*Input for this task*:

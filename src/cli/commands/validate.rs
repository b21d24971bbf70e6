//! Validate command implementation

use crate::cli::LogLevel;
use crate::config::{parse_config, validate_config, RunSpec, ValidateArgs};

/// Format data configuration as a string
pub fn format_data_info(spec: &RunSpec) -> String {
    let data = &spec.data;
    let mut lines = Vec::new();
    match data.demo {
        Some(demo) => lines.push(format!(
            "  Demo data: {} train / {} val / {} test graphs",
            demo.train, demo.val, demo.test
        )),
        None => {
            let splits = [("Train", &data.train), ("Val", &data.val), ("Test", &data.test)];
            for (split, path) in splits {
                if let Some(path) = path {
                    lines.push(format!("  {split} data: {}", path.display()));
                }
            }
        }
    }
    lines.push(format!("  Batch size: {}", data.batch_size));
    lines.push(format!("  Max nodes: {}", data.max_nodes));
    lines.join("\n")
}

/// Format optimizer configuration as a string
pub fn format_optimizer_info(spec: &RunSpec) -> String {
    let opts = &spec.optimizers;
    [
        ("Generator", &opts.generator),
        ("Discriminator", &opts.discriminator),
        ("Classifier", &opts.classifier),
    ]
    .iter()
    .map(|(network, optim)| format!("  {network}: {} (lr={})", optim.name, optim.lr))
    .collect::<Vec<_>>()
    .join("\n")
}

/// Format loop settings as a string
pub fn format_training_info(spec: &RunSpec) -> String {
    [
        format!(
            "  Pretrain: {} epochs, penalty {}, patience {}",
            spec.pretrain.epochs, spec.pretrain.penalty_weight, spec.pretrain.patience
        ),
        format!(
            "  Train: {} epochs, penalty {}, alpha {}, {} noise draws, patience {}",
            spec.train.epochs,
            spec.train.penalty_weight,
            spec.train.alpha,
            spec.train.num_z_samples,
            spec.train.patience
        ),
        format!("  Output dir: {}", spec.output_dir.display()),
    ]
    .join("\n")
}

pub fn run_validate(args: ValidateArgs, level: LogLevel) -> Result<(), String> {
    log::info!("Validating config: {}", args.config.display());

    let spec = parse_config(&args.config).map_err(|e| format!("Config error: {e}"))?;
    validate_config(&spec).map_err(|e| format!("Validation failed: {e}"))?;

    log::info!("Configuration is valid");
    if args.detailed || level == LogLevel::Verbose {
        log::info!("Data:\n{}", format_data_info(&spec));
        log::info!("Optimizers:\n{}", format_optimizer_info(&spec));
        log::info!("Training:\n{}", format_training_info(&spec));
    }
    Ok(())
}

*Your instructions*: If a line in the listing above contains the word "opts", include it in your count, then give only the final number.

*Result of this exercise*: 4